Plastics and the Anthropocene: The Bads Associated with the Goods We Consume
Navn på bevillingshaver
Gauri Pathak
Institution
Aarhus University
Beløb
DKK 3,720,090
År
2020
Bevillingstype
Semper Ardens: Accelerate
Hvad?
Plastic pollution is a pressing global concern, and there is an urgent need for research into the sociocultural dimensions of plastic use and disposal. Examining how risks related to plastics are experienced, thought about, and responded to in different contexts is crucial to our theoretical and practical understanding of the interactions between bodies, environments, and toxicity in the Anthropocene. This research project aims to address that need by exploring what people in urban and rural India, Indonesia, and the Philippines find to be the benefits and risks of using plastic food containers and bottles and what they find to be the advantages, risks, and constraints of different methods of disposing of the resulting plastic wastes, with particular focus on the open burning of wastes.
Hvorfor?
This project is located at the cutting-edge of anthropological research on the far-ranging impact of plastics on health-environment systems. It will bring science and technology studies (STS) on plastics in dialogue with an emerging body of medical anthropological work on how toxic chemicals make complicated demands on human bodies. Most studies of toxicity and human-environmental health have been situated in the Global North, and the study of plastics as a material related to yet distinct from these chemicals is largely missing. This project will augment that literature with a focus on people's concerns about the toxicity of plastics in the Global South, and it will promote an anthropology of plastics that lies at the intersection of environmental and medical anthropology and STS.
Hvordan?
The project will involve partnering with universities in the Netherlands, the USA, Indonesia, and the Philippines to build Global North-South bridges and to launch the first global research network on an anthropology of plastics.

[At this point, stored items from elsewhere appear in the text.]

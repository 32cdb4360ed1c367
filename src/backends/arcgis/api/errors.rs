use thiserror::Error;

/// Typed error enum for ArcGIS portal REST calls
///
/// The portal reports most request failures inside an HTTP 200 response
/// carrying an `{"error": {...}}` envelope; those surface as `Portal`.
#[derive(Error, Debug, Clone, PartialEq)]
pub enum ArcGisApiError {
    /// Authentication or authorization failed (401, 403)
    #[error("Authentication failed: {message} (status: {status})")]
    Authentication { status: u16, message: String },

    /// Client error (400-499, excluding auth)
    #[error("Client error: {message} (status: {status})")]
    ClientError { status: u16, message: String },

    /// Server error (500+)
    #[error("Server error: {message} (status: {status})")]
    ServerError { status: u16, message: String },

    /// Error envelope returned by the portal itself
    #[error("{message} (code: {code})")]
    Portal { code: i64, message: String },

    /// Network/connection errors (timeout, connection refused, etc.)
    #[error("Network error: {0}")]
    Network(String),

    /// JSON parsing errors
    #[error("Failed to parse response: {0}")]
    ParseError(String),

    #[error("API error: {0}")]
    Other(String),
}

impl ArcGisApiError {
    pub fn from_reqwest(error: reqwest::Error) -> Self {
        if error.is_timeout() {
            ArcGisApiError::Network(format!("Request timeout: {}", error))
        } else if error.is_connect() {
            ArcGisApiError::Network(format!("Connection failed: {}", error))
        } else if error.is_request() {
            ArcGisApiError::Network(format!("Request error: {}", error))
        } else if error.is_decode() {
            ArcGisApiError::ParseError(error.to_string())
        } else {
            ArcGisApiError::Other(error.to_string())
        }
    }

    pub fn from_status(status: u16, body: String) -> Self {
        match status {
            401 | 403 => ArcGisApiError::Authentication {
                status,
                message: body,
            },
            400..=499 => ArcGisApiError::ClientError {
                status,
                message: body,
            },
            500..=599 => ArcGisApiError::ServerError {
                status,
                message: body,
            },
            _ => ArcGisApiError::Other(format!("HTTP {}: {}", status, body)),
        }
    }
}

Ethnographic fieldwork consisting of participant-observation, observation, and interviews will be conducted in Indonesia and the Philippines (which feature high on the list of countries contributing to marine plastics) and in India (which has committed to becoming single-use plastic free by 2022). The project will build on my earlier work, which has made the case for an anthropology of plastics as having urgent ecological and health relevance, and will also engage junior researchers to further develop this research field.